## TASK TO CARRY OUT
Go through the data underneath and copy every line exactly.

.....

/*!
 * A single captioning job.
 *
 * Each job owns a private workspace directory named after a fresh UUID.
 * All intermediate artifacts live there and are passed between stages as
 * `JobPaths` values. The workspace is deleted when the job is dropped,
 * whether the run succeeded or failed.
 */

use std::fmt;
use std::path::{Path, PathBuf};

use log::{debug, info, warn};
use tempfile::TempDir;
use uuid::Uuid;

use crate::captions::{format_segments, CaptionFormat, TimedTextDocument, Transcript};
use crate::errors::{CaptionError, PipelineStage};
use crate::file_utils::FileManager;
use crate::recognition::Task;

/// Lifecycle of a job; strictly linear, with `Failed` reachable from any state
#[derive(Debug, Clone, PartialEq, Eq)]
pub enum JobState {
    Submitted,
    AudioExtracted,
    Recognized,
    CuesBuilt,
    CaptionedVideoRendered,
    Packaged,
    Done,
    Failed {
        stage: PipelineStage,
        cause: String,
    },
}

impl JobState {
    // @returns: Successor on the happy path, None for terminal states
    pub fn next(&self) -> Option<JobState> {
        match self {
            Self::Submitted => Some(Self::AudioExtracted),
            Self::AudioExtracted => Some(Self::Recognized),
            Self::Recognized => Some(Self::CuesBuilt),
            Self::CuesBuilt => Some(Self::CaptionedVideoRendered),
            Self::CaptionedVideoRendered => Some(Self::Packaged),
            Self::Packaged => Some(Self::Done),
            Self::Done | Self::Failed { .. } => None,
        }
    }

    pub fn is_terminal(&self) -> bool {
        self.next().is_none()
    }
}

impl fmt::Display for JobState {
    fn fmt(&self, f: &mut fmt::Formatter<'_>) -> fmt::Result {
        match self {
            Self::Submitted => f.write_str("submitted"),
            Self::AudioExtracted => f.write_str("audio extracted"),
            Self::Recognized => f.write_str("recognized"),
            Self::CuesBuilt => f.write_str("cues built"),
            Self::CaptionedVideoRendered => f.write_str("captioned video rendered"),
            Self::Packaged => f.write_str("packaged"),
            Self::Done => f.write_str("done"),
            Self::Failed { stage, cause } => write!(f, "failed at {}: {}", stage, cause),
        }
    }
}

/// Job-scoped artifact locations
#[derive(Debug, Clone, PartialEq, Eq)]
pub struct JobPaths {
    pub root: PathBuf,
    pub input_video: PathBuf,
    pub audio: PathBuf,
    pub transcript: PathBuf,
    pub vtt: PathBuf,
    pub srt: PathBuf,
    pub rendered_video: PathBuf,
}

impl JobPaths {
    /// Artifact paths inside `root`; the input copy keeps its container extension
    pub fn new(root: &Path, input_extension: &str) -> Self {
        Self {
            root: root.to_path_buf(),
            input_video: root.join(format!("input.{}", input_extension)),
            audio: root.join("audio.wav"),
            transcript: root.join("transcript.txt"),
            vtt: root.join("transcript.vtt"),
            srt: root.join("transcript.srt"),
            rendered_video: root.join("final.mp4"),
        }
    }
}

/// Transcript text and both caption documents for one job
#[derive(Debug, Clone, PartialEq)]
pub struct CaptionSet {
    pub transcript_text: String,
    pub vtt: TimedTextDocument,
    pub srt: TimedTextDocument,
}

impl CaptionSet {
    /// Render both caption formats and the sentence-per-paragraph transcript
    pub fn build(transcript: &Transcript, max_line_width: usize) -> Self {
        Self {
            transcript_text: transcript.plain_text(),
            vtt: format_segments(&transcript.segments, CaptionFormat::Vtt, max_line_width),
            srt: format_segments(&transcript.segments, CaptionFormat::Srt, max_line_width),
        }
    }
}

/// One pipeline invocation and everything it produced so far
pub struct Job {
    id: Uuid,
    task: Task,
    source: PathBuf,
    workspace: TempDir,
    paths: JobPaths,
    state: JobState,
    transcript: Option<Transcript>,
    captions: Option<CaptionSet>,
    rendered_video: Option<PathBuf>,
}

impl Job {
    /// Create the job workspace under `work_dir` and copy the source video into it
    pub fn create(work_dir: &Path, source: &Path, task: Task) -> Result<Self, CaptionError> {
        let id = Uuid::new_v4();
        FileManager::ensure_dir(work_dir)?;

        let workspace = tempfile::Builder::new()
            .prefix(&format!("autocaption-{}-", id))
            .tempdir_in(work_dir)?;

        let extension = source
            .extension()
            .map(|ext| ext.to_string_lossy().to_lowercase())
            .unwrap_or_else(|| "mp4".to_string());
        let paths = JobPaths::new(workspace.path(), &extension);

        FileManager::copy_file(source, &paths.input_video)?;
        debug!("Job {} workspace: {}", id, paths.root.display());

        Ok(Self {
            id,
            task,
            source: source.to_path_buf(),
            workspace,
            paths,
            state: JobState::Submitted,
            transcript: None,
            captions: None,
            rendered_video: None,
        })
    }

    pub fn id(&self) -> Uuid {
        self.id
    }

    pub fn task(&self) -> Task {
        self.task
    }

    /// Video the job was submitted with
    pub fn source(&self) -> &Path {
        &self.source
    }

    pub fn paths(&self) -> &JobPaths {
        &self.paths
    }

    pub fn workspace_dir(&self) -> &Path {
        self.workspace.path()
    }

    pub fn state(&self) -> &JobState {
        &self.state
    }

    pub fn transcript(&self) -> Option<&Transcript> {
        self.transcript.as_ref()
    }

    pub fn captions(&self) -> Option<&CaptionSet> {
        self.captions.as_ref()
    }

    pub fn rendered_video(&self) -> Option<&Path> {
        self.rendered_video.as_deref()
    }

    // @transitions: One step along the happy path
    fn advance(&mut self) {
        match self.state.next() {
            Some(next) => {
                info!("Job {}: {} -> {}", self.id, self.state, next);
                self.state = next;
            }
            None => warn!("Job {} is already {}, not advancing", self.id, self.state),
        }
    }

    /// Record that the audio track has been extracted
    pub fn mark_audio_extracted(&mut self) {
        self.advance();
    }

    /// Store the recognition result
    pub fn set_transcript(&mut self, transcript: Transcript) {
        self.transcript = Some(transcript);
        self.advance();
    }

    /// Store the rendered caption documents
    pub fn set_captions(&mut self, captions: CaptionSet) {
        self.captions = Some(captions);
        self.advance();
    }

    /// Record the captioned video path
    pub fn set_rendered_video(&mut self, path: PathBuf) {
        self.rendered_video = Some(path);
        self.advance();
    }

    pub fn mark_packaged(&mut self) {
        self.advance();
    }

    pub fn mark_done(&mut self) {
        self.advance();
    }

    /// Move to the terminal failed state
    pub fn fail(&mut self, stage: PipelineStage, cause: &CaptionError) {
        warn!("Job {} failed during {}: {}", self.id, stage, cause);
        self.state = JobState::Failed {
            stage,
            cause: cause.to_string(),
        };
    }

    /// Write the caption documents into the workspace for the burn-in stage
    pub fn write_captions(&self) -> Result<(), CaptionError> {
        let captions = self
            .captions
            .as_ref()
            .ok_or_else(|| CaptionError::Render("Captions have not been built".to_string()))?;

        FileManager::write_to_file(&self.paths.transcript, &captions.transcript_text)?;
        FileManager::write_to_file(&self.paths.vtt, captions.vtt.body())?;
        FileManager::write_to_file(&self.paths.srt, captions.srt.body())?;
        Ok(())
    }
}

impl fmt::Debug for Job {
    fn fmt(&self, f: &mut fmt::Formatter<'_>) -> fmt::Result {
        f.debug_struct("Job")
            .field("id", &self.id)
            .field("task", &self.task)
            .field("source", &self.source)
            .field("state", &self.state)
            .field("workspace", &self.paths.root)
            .finish()
    }
}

.....

## SOLUTION FOR THIS TASK
/*!
 * A single captioning job.
 *
 * Each job owns a private workspace directory named after a fresh UUID.
 * All intermediate artifacts live there and are passed between stages as
 * `JobPaths` values. The workspace is deleted when the job is dropped,
 * whether the run succeeded or failed.
 */

use std::fmt;
use std::path::{Path, PathBuf};

use log::{debug, info, warn};
use tempfile::TempDir;
use uuid::Uuid;

use crate::captions::{format_segments, CaptionFormat, TimedTextDocument, Transcript};
use crate::errors::{CaptionError, PipelineStage};
use crate::file_utils::FileManager;
use crate::recognition::Task;

/// Lifecycle of a job; strictly linear, with `Failed` reachable from any state
#[derive(Debug, Clone, PartialEq, Eq)]
pub enum JobState {
    Submitted,
    AudioExtracted,
    Recognized,
    CuesBuilt,
    CaptionedVideoRendered,
    Packaged,
    Done,
    Failed {
        stage: PipelineStage,
        cause: String,
    },
}

impl JobState {
    // @returns: Successor on the happy path, None for terminal states
    pub fn next(&self) -> Option<JobState> {
        match self {
            Self::Submitted => Some(Self::AudioExtracted),
            Self::AudioExtracted => Some(Self::Recognized),
            Self::Recognized => Some(Self::CuesBuilt),
            Self::CuesBuilt => Some(Self::CaptionedVideoRendered),
            Self::CaptionedVideoRendered => Some(Self::Packaged),
            Self::Packaged => Some(Self::Done),
            Self::Done | Self::Failed { .. } => None,
        }
    }

    pub fn is_terminal(&self) -> bool {
        self.next().is_none()
    }
}

impl fmt::Display for JobState {
    fn fmt(&self, f: &mut fmt::Formatter<'_>) -> fmt::Result {
        match self {
            Self::Submitted => f.write_str("submitted"),
            Self::AudioExtracted => f.write_str("audio extracted"),
            Self::Recognized => f.write_str("recognized"),
            Self::CuesBuilt => f.write_str("cues built"),
            Self::CaptionedVideoRendered => f.write_str("captioned video rendered"),
            Self::Packaged => f.write_str("packaged"),
            Self::Done => f.write_str("done"),
            Self::Failed { stage, cause } => write!(f, "failed at {}: {}", stage, cause),
        }
    }
}

/// Job-scoped artifact locations
#[derive(Debug, Clone, PartialEq, Eq)]
pub struct JobPaths {
    pub root: PathBuf,
    pub input_video: PathBuf,
    pub audio: PathBuf,
    pub transcript: PathBuf,
    pub vtt: PathBuf,
    pub srt: PathBuf,
    pub rendered_video: PathBuf,
}

impl JobPaths {
    /// Artifact paths inside `root`; the input copy keeps its container extension
    pub fn new(root: &Path, input_extension: &str) -> Self {
        Self {
            root: root.to_path_buf(),
            input_video: root.join(format!("input.{}", input_extension)),
            audio: root.join("audio.wav"),
            transcript: root.join("transcript.txt"),
            vtt: root.join("transcript.vtt"),
            srt: root.join("transcript.srt"),
            rendered_video: root.join("final.mp4"),
        }
    }
}

/// Transcript text and both caption documents for one job
#[derive(Debug, Clone, PartialEq)]
pub struct CaptionSet {
    pub transcript_text: String,
    pub vtt: TimedTextDocument,
    pub srt: TimedTextDocument,
}

impl CaptionSet {
    /// Render both caption formats and the sentence-per-paragraph transcript
    pub fn build(transcript: &Transcript, max_line_width: usize) -> Self {
        Self {
            transcript_text: transcript.plain_text(),
            vtt: format_segments(&transcript.segments, CaptionFormat::Vtt, max_line_width),
            srt: format_segments(&transcript.segments, CaptionFormat::Srt, max_line_width),
        }
    }
}

/// One pipeline invocation and everything it produced so far
pub struct Job {
    id: Uuid,
    task: Task,
    source: PathBuf,
    workspace: TempDir,
    paths: JobPaths,
    state: JobState,
    transcript: Option<Transcript>,
    captions: Option<CaptionSet>,
    rendered_video: Option<PathBuf>,
}

impl Job {
    /// Create the job workspace under `work_dir` and copy the source video into it
    pub fn create(work_dir: &Path, source: &Path, task: Task) -> Result<Self, CaptionError> {
        let id = Uuid::new_v4();
        FileManager::ensure_dir(work_dir)?;

        let workspace = tempfile::Builder::new()
            .prefix(&format!("autocaption-{}-", id))
            .tempdir_in(work_dir)?;

        let extension = source
            .extension()
            .map(|ext| ext.to_string_lossy().to_lowercase())
            .unwrap_or_else(|| "mp4".to_string());
        let paths = JobPaths::new(workspace.path(), &extension);

        FileManager::copy_file(source, &paths.input_video)?;
        debug!("Job {} workspace: {}", id, paths.root.display());

        Ok(Self {
            id,
            task,
            source: source.to_path_buf(),
            workspace,
            paths,
            state: JobState::Submitted,
            transcript: None,
            captions: None,
            rendered_video: None,
        })
    }

    pub fn id(&self) -> Uuid {
        self.id
    }

    pub fn task(&self) -> Task {
        self.task
    }

    /// Video the job was submitted with
    pub fn source(&self) -> &Path {
        &self.source
    }

    pub fn paths(&self) -> &JobPaths {
        &self.paths
    }

    pub fn workspace_dir(&self) -> &Path {
        self.workspace.path()
    }

    pub fn state(&self) -> &JobState {
        &self.state
    }

    pub fn transcript(&self) -> Option<&Transcript> {
        self.transcript.as_ref()
    }

    pub fn captions(&self) -> Option<&CaptionSet> {
        self.captions.as_ref()
    }

    pub fn rendered_video(&self) -> Option<&Path> {
        self.rendered_video.as_deref()
    }

    // @transitions: One step along the happy path
    fn advance(&mut self) {
        match self.state.next() {
            Some(next) => {
                info!("Job {}: {} -> {}", self.id, self.state, next);
                self.state = next;
            }
            None => warn!("Job {} is already {}, not advancing", self.id, self.state),
        }
    }

    /// Record that the audio track has been extracted
    pub fn mark_audio_extracted(&mut self) {
        self.advance();
    }

    /// Store the recognition result
    pub fn set_transcript(&mut self, transcript: Transcript) {
        self.transcript = Some(transcript);
        self.advance();
    }

    /// Store the rendered caption documents
    pub fn set_captions(&mut self, captions: CaptionSet) {
        self.captions = Some(captions);
        self.advance();
    }

    /// Record the captioned video path
    pub fn set_rendered_video(&mut self, path: PathBuf) {
        self.rendered_video = Some(path);
        self.advance();
    }

    pub fn mark_packaged(&mut self) {
        self.advance();
    }

    pub fn mark_done(&mut self) {
        self.advance();
    }

    /// Move to the terminal failed state
    pub fn fail(&mut self, stage: PipelineStage, cause: &CaptionError) {
        warn!("Job {} failed during {}: {}", self.id, stage, cause);
        self.state = JobState::Failed {
            stage,
            cause: cause.to_string(),
        };
    }

    /// Write the caption documents into the workspace for the burn-in stage
    pub fn write_captions(&self) -> Result<(), CaptionError> {
        let captions = self
            .captions
            .as_ref()
            .ok_or_else(|| CaptionError::Render("Captions have not been built".to_string()))?;

        FileManager::write_to_file(&self.paths.transcript, &captions.transcript_text)?;
        FileManager::write_to_file(&self.paths.vtt, captions.vtt.body())?;
        FileManager::write_to_file(&self.paths.srt, captions.srt.body())?;
        Ok(())
    }
}

impl fmt::Debug for Job {
    fn fmt(&self, f: &mut fmt::Formatter<'_>) -> fmt::Result {
        f.debug_struct("Job")
            .field("id", &self.id)
            .field("task", &self.task)
            .field("source", &self.source)
            .field("state", &self.state)
            .field("workspace", &self.paths.root)
            .finish()
    }
}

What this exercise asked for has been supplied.